The field of international relations is steadily emerging from a dark period of little progress, helped along by the increasing realization that many, if not most, phenomena of interest cannot be understood without some understanding of the internal politics of nation-states. The founders of neorealism and neoliberal institutionalism treated state preferences as exogenous and, generally for reasons of convenience, black-boxed domestic politics. Over time, a second generation came to internalize what were originally intended only as simplifying assumptions.

In recent years, however, we have witnessed a proliferation of new work relaxing the assumption that states are tightly constrained by the international environment so as to make domestic politics irrelevant. Realists have rediscovered their “classical” roots and now explicitly debate the importance of domestic-level variables. Neoliberal institutionalism has merged with a promising new direction in rationalist theorizing that stresses the importance of incomplete information, sometimes called strategic choice, without any assumption about the appropriate level of analysis. This is a promising start, but it will only go so far. Given the present direction, it seems that international relations scholars, left to their own devices, will likely only replicate their previous errors at a new level of analysis. The field of international relations needs the help of comparativists.

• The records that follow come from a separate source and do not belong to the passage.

//! SAML namespace URIs and wire-contract constants.
//!
//! Dispatch and validation compare these strings exactly; they are part of
//! the wire contract with external identity providers.

/// SAML 2.0 assertion namespace URI.
pub const ASSERTION_NS: &str = "urn:oasis:names:tc:SAML:2.0:assertion";

/// SAML 2.0 protocol namespace URI.
pub const PROTOCOL_NS: &str = "urn:oasis:names:tc:SAML:2.0:protocol";

/// SAML 2.0 metadata namespace URI.
pub const METADATA_NS: &str = "urn:oasis:names:tc:SAML:2.0:metadata";

/// SAML 1.1 assertion namespace URI.
pub const SAML11_ASSERTION_NS: &str = "urn:oasis:names:tc:SAML:1.0:assertion";

/// SAML 1.1 protocol namespace URI.
pub const SAML11_PROTOCOL_NS: &str = "urn:oasis:names:tc:SAML:1.0:protocol";

/// XML Digital Signature namespace URI.
pub const DSIG_NS: &str = "http://www.w3.org/2000/09/xmldsig#";

/// XML Encryption namespace URI.
pub const XMLENC_NS: &str = "http://www.w3.org/2001/04/xmlenc#";

/// XACML 2.0 context namespace URI.
pub const XACML_CONTEXT_NS: &str = "urn:oasis:names:tc:xacml:2.0:context:schema:os";

/// SAML profile of XACML 2.0, protocol schema namespace URI.
pub const SAML_XACML_NS: &str = "urn:oasis:xacml:2.0:saml:protocol:schema:os";

/// Conventional prefix for the assertion namespace.
pub const ASSERTION_PREFIX: &str = "saml";

/// Conventional prefix for the protocol namespace.
pub const PROTOCOL_PREFIX: &str = "samlp";

/// Conventional prefix for the metadata namespace.
pub const METADATA_PREFIX: &str = "md";

/// The `xsi:type` local value identifying a XACML authorization decision
/// query carried in a `RequestAbstract` element.
pub const XACML_AUTHZ_DECISION_QUERY_TYPE: &str = "XACMLAuthzDecisionQueryType";

/// Top-level SAML 2.0 status codes.
pub mod status_codes {
    /// Request succeeded.
    pub const SUCCESS: &str = "urn:oasis:names:tc:SAML:2.0:status:Success";

    /// The requester did something wrong.
    pub const REQUESTER: &str = "urn:oasis:names:tc:SAML:2.0:status:Requester";

    /// The responder failed to process the request.
    pub const RESPONDER: &str = "urn:oasis:names:tc:SAML:2.0:status:Responder";

    /// Protocol version mismatch.
    pub const VERSION_MISMATCH: &str = "urn:oasis:names:tc:SAML:2.0:status:VersionMismatch";

    /// Authentication failed (second-level code).
    pub const AUTHN_FAILED: &str = "urn:oasis:names:tc:SAML:2.0:status:AuthnFailed";

    /// Request denied (second-level code).
    pub const REQUEST_DENIED: &str = "urn:oasis:names:tc:SAML:2.0:status:RequestDenied";
}

/// Subject confirmation method URIs.
pub mod confirmation_methods {
    /// Bearer confirmation.
    pub const BEARER: &str = "urn:oasis:names:tc:SAML:2.0:cm:bearer";

    /// Holder-of-key confirmation.
    pub const HOLDER_OF_KEY: &str = "urn:oasis:names:tc:SAML:2.0:cm:holder-of-key";

    /// Sender-vouches confirmation.
    pub const SENDER_VOUCHES: &str = "urn:oasis:names:tc:SAML:2.0:cm:sender-vouches";
}

/// SAML 2.0 binding URIs used in metadata endpoints.
pub mod bindings {
    /// HTTP POST binding.
    pub const HTTP_POST: &str = "urn:oasis:names:tc:SAML:2.0:bindings:HTTP-POST";

    /// HTTP Redirect binding.
    pub const HTTP_REDIRECT: &str = "urn:oasis:names:tc:SAML:2.0:bindings:HTTP-Redirect";

    /// HTTP Artifact binding.
    pub const HTTP_ARTIFACT: &str = "urn:oasis:names:tc:SAML:2.0:bindings:HTTP-Artifact";

    /// SOAP binding.
    pub const SOAP: &str = "urn:oasis:names:tc:SAML:2.0:bindings:SOAP";
}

IR theorists are reaching down into comparative politics, but this should be met by a reciprocal gesture. This is tantamount to a call for the resurgence of comparative foreign policy, a field that fell largely into disrepute in recent decades for being “reductionist” and, by implication, unscientific. This was never actually the case, and since so much of international relations scholarship is Europe-centered, Europeanists have a special contribution to make.

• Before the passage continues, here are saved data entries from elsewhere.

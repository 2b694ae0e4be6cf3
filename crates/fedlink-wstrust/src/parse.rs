//! Streaming parsers and the top-level WS-Trust dispatch.

use base64::engine::general_purpose::STANDARD as BASE64;
use base64::Engine;
use chrono::{DateTime, Utc};
use fedlink_core::{ParsingError, ParsingResult};
use fedlink_xml::{StartTag, XmlCursor, XmlToken};
use tracing::debug;

use crate::constants::WST_NS;
use crate::types::{
    BinarySecret, EndpointReference, Entropy, Lifetime, RequestSecurityToken,
    RequestSecurityTokenCollection, RequestSecurityTokenResponse,
    RequestSecurityTokenResponseCollection, Status, WsTrustObject,
};

/// Entry point for all top-level WS-Trust documents.
pub struct WsTrustParser;

impl WsTrustParser {
    /// Parses an in-memory document.
    pub fn parse_str(input: &str) -> ParsingResult<WsTrustObject> {
        let mut cursor = XmlCursor::new(input);
        Self::parse(&mut cursor)
    }

    /// Parses the next top-level WS-Trust element from the cursor.
    pub fn parse(cursor: &mut XmlCursor<'_>) -> ParsingResult<WsTrustObject> {
        loop {
            let tag = match cursor.peek()? {
                XmlToken::Start(tag) => tag.clone(),
                XmlToken::Eof => return Err(ParsingError::FailedParsing),
                _ => {
                    cursor.next_token()?;
                    continue;
                }
            };

            if tag.name.namespace_uri != WST_NS {
                return Err(unknown_element(&tag));
            }
            debug!(element = %tag.name.local_name, "dispatching WS-Trust element");

            return match tag.name.local_name.as_str() {
                "RequestSecurityToken" => {
                    Ok(WsTrustObject::Request(parse_request_security_token(cursor)?))
                }
                "RequestSecurityTokenCollection" => {
                    Ok(WsTrustObject::RequestCollection(parse_request_collection(cursor)?))
                }
                "RequestSecurityTokenResponse" => {
                    Ok(WsTrustObject::Response(parse_response(cursor)?))
                }
                "RequestSecurityTokenResponseCollection" => {
                    Ok(WsTrustObject::ResponseCollection(parse_response_collection(cursor)?))
                }
                _ => Err(unknown_element(&tag)),
            };
        }
    }
}

fn unknown_element(tag: &StartTag) -> ParsingError {
    ParsingError::UnknownStartElement {
        name: tag.qualified_name(),
        offset: tag.offset,
    }
}

fn parse_timestamp(field: &str, value: &str) -> ParsingResult<DateTime<Utc>> {
    DateTime::parse_from_rfc3339(value)
        .map(|dt| dt.with_timezone(&Utc))
        .map_err(|_| ParsingError::InvalidValue {
            field: field.to_string(),
            value: value.to_string(),
        })
}

/// Reads the text of a simple element whose start tag was already
/// consumed, returning through its end tag.
fn element_text(cursor: &mut XmlCursor<'_>) -> ParsingResult<String> {
    cursor.element_text()
}

/// Parses a `wst:RequestSecurityToken`.
pub fn parse_request_security_token(
    cursor: &mut XmlCursor<'_>,
) -> ParsingResult<RequestSecurityToken> {
    let root = cursor.next_start_element()?;
    root.expect_name("RequestSecurityToken")?;

    let mut request = RequestSecurityToken {
        context: root.attribute("Context").map(str::to_string),
        ..RequestSecurityToken::default()
    };

    loop {
        let Some(child) = cursor.peek_start_element()? else {
            cursor.next_end_element()?.expect_name("RequestSecurityToken")?;
            break;
        };
        match child.name.local_name.as_str() {
            "TokenType" => {
                cursor.next_start_element()?;
                request.token_type = Some(element_text(cursor)?);
            }
            "RequestType" => {
                cursor.next_start_element()?;
                request.request_type = Some(element_text(cursor)?);
            }
            "Lifetime" => request.lifetime = Some(parse_lifetime(cursor)?),
            "AppliesTo" => request.applies_to = Some(parse_applies_to(cursor)?),
            "Issuer" => request.issuer = Some(parse_issuer(cursor)?),
            "KeyType" => {
                cursor.next_start_element()?;
                request.key_type = Some(element_text(cursor)?);
            }
            "KeySize" => {
                cursor.next_start_element()?;
                let text = element_text(cursor)?;
                request.key_size =
                    Some(text.parse().map_err(|_| ParsingError::InvalidValue {
                        field: "KeySize".to_string(),
                        value: text.clone(),
                    })?);
            }
            "Entropy" => request.entropy = Some(parse_entropy(cursor)?),
            "ComputedKeyAlgorithm" => {
                cursor.next_start_element()?;
                request.computed_key_algorithm = Some(element_text(cursor)?);
            }
            "OnBehalfOf" => request.on_behalf_of = Some(parse_wrapped_token(cursor, "OnBehalfOf")?),
            "ValidateTarget" => {
                request.validate_target = Some(parse_wrapped_token(cursor, "ValidateTarget")?);
            }
            "RenewTarget" => {
                request.renew_target = Some(parse_wrapped_token(cursor, "RenewTarget")?);
            }
            "CancelTarget" => {
                request.cancel_target = Some(parse_wrapped_token(cursor, "CancelTarget")?);
            }
            "UseKey" => request.use_key = Some(parse_wrapped_token(cursor, "UseKey")?),
            _ => return Err(unknown_element(&child)),
        }
    }
    Ok(request)
}

fn parse_request_collection(
    cursor: &mut XmlCursor<'_>,
) -> ParsingResult<RequestSecurityTokenCollection> {
    let root = cursor.next_start_element()?;
    root.expect_name("RequestSecurityTokenCollection")?;

    let mut collection = RequestSecurityTokenCollection::default();
    loop {
        let Some(child) = cursor.peek_start_element()? else {
            cursor
                .next_end_element()?
                .expect_name("RequestSecurityTokenCollection")?;
            break;
        };
        if child.name.local_name == "RequestSecurityToken" {
            collection.requests.push(parse_request_security_token(cursor)?);
        } else {
            return Err(unknown_element(&child));
        }
    }
    Ok(collection)
}

/// Parses a `wst:RequestSecurityTokenResponse`.
pub fn parse_response(cursor: &mut XmlCursor<'_>) -> ParsingResult<RequestSecurityTokenResponse> {
    let root = cursor.next_start_element()?;
    root.expect_name("RequestSecurityTokenResponse")?;

    let mut response = RequestSecurityTokenResponse {
        context: root.attribute("Context").map(str::to_string),
        ..RequestSecurityTokenResponse::default()
    };

    loop {
        let Some(child) = cursor.peek_start_element()? else {
            cursor
                .next_end_element()?
                .expect_name("RequestSecurityTokenResponse")?;
            break;
        };
        match child.name.local_name.as_str() {
            "TokenType" => {
                cursor.next_start_element()?;
                response.token_type = Some(element_text(cursor)?);
            }
            "Lifetime" => response.lifetime = Some(parse_lifetime(cursor)?),
            "KeyType" => {
                cursor.next_start_element()?;
                response.key_type = Some(element_text(cursor)?);
            }
            "KeySize" => {
                cursor.next_start_element()?;
                let text = element_text(cursor)?;
                response.key_size =
                    Some(text.parse().map_err(|_| ParsingError::InvalidValue {
                        field: "KeySize".to_string(),
                        value: text.clone(),
                    })?);
            }
            "Entropy" => response.entropy = Some(parse_entropy(cursor)?),
            "RequestedSecurityToken" => {
                response.requested_security_token =
                    Some(parse_wrapped_token(cursor, "RequestedSecurityToken")?);
            }
            "RequestedAttachedReference" => {
                response.requested_attached_reference =
                    Some(parse_wrapped_token(cursor, "RequestedAttachedReference")?);
            }
            "RequestedUnattachedReference" => {
                response.requested_unattached_reference =
                    Some(parse_wrapped_token(cursor, "RequestedUnattachedReference")?);
            }
            "RequestedProofToken" => {
                response.requested_proof_token =
                    Some(parse_wrapped_token(cursor, "RequestedProofToken")?);
            }
            "Status" => response.status = Some(parse_status(cursor)?),
            _ => return Err(unknown_element(&child)),
        }
    }
    Ok(response)
}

IR scholars threaten to repeat two mistakes. First, much of the recent work in international relations incorporating domestic politics simply applies the same assumptions at the domestic level that were made by structural realism at the systemic level. Politicians, like states, seek to survive, with survival meaning in this case staying in office and maintaining power. James D. Fearon argues that states will not escalate disputes if they might lose, owing to the universal fear of damage to the governing prospects of ruling elites. Hein Goemans explains decisions to continue fighting losing wars on the basis of elite fears of losing power (and sometimes their skins). Morrow and others explain a range of phenomena premised on the assumption of higher “audience costs” in democracies. Democracies tend to win the wars they fight, because they choose only conflicts they will win. Democracies do not fight wars against one another, because they understand how costly and risky such wars will be.[1]

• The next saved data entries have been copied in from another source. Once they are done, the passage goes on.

//! Extraction of verification keys embedded in `KeyInfo`.

use base64::engine::general_purpose::STANDARD as BASE64;
use base64::Engine;
use fedlink_core::{ProcessingError, ProcessingResult};
use rsa::{BigUint, RsaPublicKey};

use crate::algorithms::DSIG_NS;

/// Extracts an RSA public key from the first
/// `KeyInfo/KeyValue/RSAKeyValue` in the document.
///
/// Returns `Ok(None)` when the document embeds no key value, so callers
/// can fall back to externally configured trust material.
pub fn extract_key_value(xml: &str) -> ProcessingResult<Option<RsaPublicKey>> {
    let doc = roxmltree::Document::parse(xml)?;
    let Some(rsa_value) = doc.descendants().find(|n| {
        n.is_element()
            && n.tag_name().name() == "RSAKeyValue"
            && n.tag_name().namespace() == Some(DSIG_NS)
    }) else {
        return Ok(None);
    };

    let modulus = child_b64(rsa_value, "Modulus")?;
    let exponent = child_b64(rsa_value, "Exponent")?;
    let key = RsaPublicKey::new(
        BigUint::from_bytes_be(&modulus),
        BigUint::from_bytes_be(&exponent),
    )
    .map_err(|e| ProcessingError::Crypto(format!("invalid RSA key value: {e}")))?;
    Ok(Some(key))
}

fn child_b64(parent: roxmltree::Node<'_, '_>, local: &str) -> ProcessingResult<Vec<u8>> {
    let node = parent
        .children()
        .find(|n| n.is_element() && n.tag_name().name() == local)
        .ok_or_else(|| ProcessingError::MissingElement(local.to_owned()))?;
    let text: String = node
        .text()
        .unwrap_or("")
        .chars()
        .filter(|c| !c.is_whitespace())
        .collect();
    Ok(BASE64.decode(text)?)
}
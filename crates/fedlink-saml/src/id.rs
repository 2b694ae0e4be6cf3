//! Message and assertion ID generation.

use uuid::Uuid;

/// Generates a unique protocol message ID.
///
/// SAML IDs are of XML type `xs:ID` and must not start with a digit, so a
/// fixed prefix is applied to the random part.
#[must_use]
pub fn generate_id() -> String {
    format!("ID_{}", Uuid::new_v4())
}

#[cfg(test)]
mod tests {
    use super::*;

    #[test]
    fn ids_are_unique_and_prefixed() {
        let a = generate_id();
        let b = generate_id();
        assert!(a.starts_with("ID_"));
        assert_ne!(a, b);
    }
}
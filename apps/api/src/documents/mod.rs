// Document extraction: read an uploaded ID card, marksheet or admission
// letter and return the student fields found on it.

pub mod handlers;
pub mod prompts;
pub mod upload;
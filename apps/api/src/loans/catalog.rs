//! Static education-loan catalog served by `GET /loans`.

use serde::Serialize;

#[derive(Debug, Clone, Serialize)]
pub struct LoanProduct {
    pub bank: &'static str,
    pub interest_rate: &'static str,
    pub loan_amount: &'static str,
    pub collateral: &'static str,
    pub documents: &'static [&'static str],
    pub credit_score: &'static str,
    pub repayment: &'static str,
    pub special: Option<&'static str>,
}

pub static LOAN_PRODUCTS: &[LoanProduct] = &[
    LoanProduct {
        bank: "State Bank of India",
        interest_rate: "8.30%–11.50%",
        loan_amount: "Up to ₹3 crore",
        collateral: "Not required up to ₹7.5 lakh; required above",
        documents: &[
            "Admission letter",
            "Previous marksheets",
            "Cost estimate",
            "KYC",
            "Co-applicant details",
        ],
        credit_score: "Co-applicant CIBIL 685+ preferred",
        repayment: "Moratorium, then up to 15 years",
        special: Some("Global Ed-Vantage scheme"),
    },
    LoanProduct {
        bank: "Punjab National Bank",
        interest_rate: "8.55%–11.25%",
        loan_amount: "Up to ₹1 crore",
        collateral: "None up to ₹7.5 lakh; otherwise, tangible security",
        documents: &["Admission proof", "Mark sheets", "Co-applicant"],
        credit_score: "Co-borrower's credit profile considered",
        repayment: "Moratorium, then 15 years",
        special: None,
    },
    LoanProduct {
        bank: "Bank of Baroda",
        interest_rate: "9.10%–12.45%",
        loan_amount: "Up to ₹80 lakh (abroad)",
        collateral: "None up to ₹7.5 lakh, security above",
        documents: &["Admission letter", "Past marksheets"],
        credit_score: "Co-applicant or collateral",
        repayment: "Moratorium, then 15 years",
        special: None,
    },
    LoanProduct {
        bank: "ICICI Bank",
        interest_rate: "9.50% onwards",
        loan_amount: "Up to ₹2 crore",
        collateral: "May be required for large amounts",
        documents: &["Admission letter", "KYC", "Co-applicant"],
        credit_score: "Co-applicant or collateral",
        repayment: "Moratorium, then 10-15 years",
        special: None,
    },
    LoanProduct {
        bank: "Bank of India",
        interest_rate: "8.25%–11.60%",
        loan_amount: "Up to ₹1 crore",
        collateral: "None up to ₹7.5 lakh; tangible security above",
        documents: &["Merit/admission letter", "Past marksheets"],
        credit_score: "Co-applicant/collateral",
        repayment: "Moratorium, then 15 years",
        special: None,
    },
    LoanProduct {
        bank: "Canara Bank",
        interest_rate: "7.30%–10.85%",
        loan_amount: "Up to ₹1 crore",
        collateral: "Not required up to ₹7.5 lakh; otherwise tangible security",
        documents: &["Admission", "Academic proofs", "Co-applicant"],
        credit_score: "Co-applicant's CIBIL used",
        repayment: "Moratorium, then 15 years",
        special: None,
    },
    LoanProduct {
        bank: "Bank of Maharashtra",
        interest_rate: "7.60%–11.05%",
        loan_amount: "Up to ₹20-40 lakh",
        collateral: "Not required up to ₹7.5 lakh; above: collateral",
        documents: &["Fee schedule", "Marksheets", "Co-applicant", "Account proof"],
        credit_score: "Co-applicant preferred",
        repayment: "Moratorium, then 15 years",
        special: None,
    },
    LoanProduct {
        bank: "Axis Bank",
        interest_rate: "13.70%–15.20%",
        loan_amount: "Up to ₹40 lakh",
        collateral: "May not be required for select institutes",
        documents: &["Academic proofs", "Co-applicant"],
        credit_score: "Applicant & co-applicant scored",
        repayment: "Moratorium, then up to 10-15 years",
        special: None,
    },
    LoanProduct {
        bank: "HDFC Bank",
        interest_rate: "9.50% onwards",
        loan_amount: "Up to ₹50-150 lakh",
        collateral: "May not be needed for select institutes",
        documents: &["Admission", "Academic", "Cost", "Co-applicant"],
        credit_score: "Co-applicant preferred",
        repayment: "Moratorium, then max 15 years",
        special: None,
    },
    LoanProduct {
        bank: "Central Bank of India",
        interest_rate: "8.30%–11.25%",
        loan_amount: "Up to ₹50 lakh",
        collateral: "Required above ₹7.5 lakh",
        documents: &["Admission", "Proof of expenses", "Past records"],
        credit_score: "Co-applicant preferred",
        repayment: "Moratorium, then max 15 years",
        special: None,
    },
];
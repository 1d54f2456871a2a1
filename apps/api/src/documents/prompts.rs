// Document extraction prompts.
// The field list is the contract with the profile form on the client.

pub const EXTRACTED_FIELDS_SCHEMA: &str = r#"{
  "name": "student full name",
  "dob": "date of birth",
  "college": "college/university name",
  "course": "course/program name",
  "batch": "batch/year",
  "cgpa": "CGPA or percentage",
  "loanAmount": "loan amount needed in INR",
  "familyIncome": "family annual income in INR"
}"#;

/// Used when the document itself is attached to the request.
pub const ATTACHED_DOCUMENT_PROMPT: &str = r#"You are analyzing a student document (ID card, marksheet, or admission letter).

Extract and return ONLY this JSON (no extra text):
{schema}

Rules:
- Extract exactly what you see
- If a field is not visible, use empty string ""
- Return pure JSON only, no markdown, no explanations"#;

/// Used when only the text layer of a PDF could be recovered.
pub const EXTRACTED_TEXT_PROMPT: &str = r#"Here is text extracted from a student document:

{text}

Extract and return ONLY this JSON:
{schema}

Rules:
- If a field is not present in the text, use empty string ""
- Return pure JSON only, no markdown."#;

pub fn attached_document_prompt() -> String {
    ATTACHED_DOCUMENT_PROMPT.replace("{schema}", EXTRACTED_FIELDS_SCHEMA)
}

pub fn extracted_text_prompt(text: &str) -> String {
    // schema first so document text containing "{schema}" is left alone
    EXTRACTED_TEXT_PROMPT
        .replace("{schema}", EXTRACTED_FIELDS_SCHEMA)
        .replacen("{text}", text.trim(), 1)
}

These are important hypotheses, but the assumption of pure office-seeking motivations proved largely unworkable in comparative politics and will likely not work in international politics, either. For instance, in the former, William Riker’s theory of a “minimum winning coalition” failed to explain coalition formation among political parties, as parties rarely cooperate with their ideological opponents, and when they try, their governments quickly fall.[2] The assumption is equivalent to treating preferences as exogenous and universal, just as structural realism did. We cannot expect that all politicians crave power to the same degree any more than we can assume that all states equally crave power. This assumption can only be justified by an epistemological goal of generalizable theories, of developing broad understanding of what all statesmen do under the same circumstances. But ontology should drive epistemology, as Gabriel A. Almond and Stephen J. Genco cautioned long ago.[3]

More appropriate would be a sophisticated understanding of politicians as both policy-seekers and office-seekers. Politicians simultaneously pursue both substantive goals and a desire to stay in power. Understanding politicians and parties as policy-seekers requires international relations scholars to pay attention to what they have for so long tried to avoid — foreign policy preferences. Andrew Moravcsik claims to have reformulated liberalism as a powerful alternative to realism on the principle of “taking preferences seriously,” but this is more an admonition than a substantive theory of what states want.[4]

The other mistake that international relations scholars are making again is focusing narrowly on constraints to the neglect of agency and politics. Structural realism is strangely apolitical. There is little of the bargaining, statesmanship, and diplomacy that put the politics in international politics. Politics in structural realism is simply the application of power. Politics is in the outcome but not in the process. More powerful states overcome weaker ones. But even stronger ones live under constraints of their international environment.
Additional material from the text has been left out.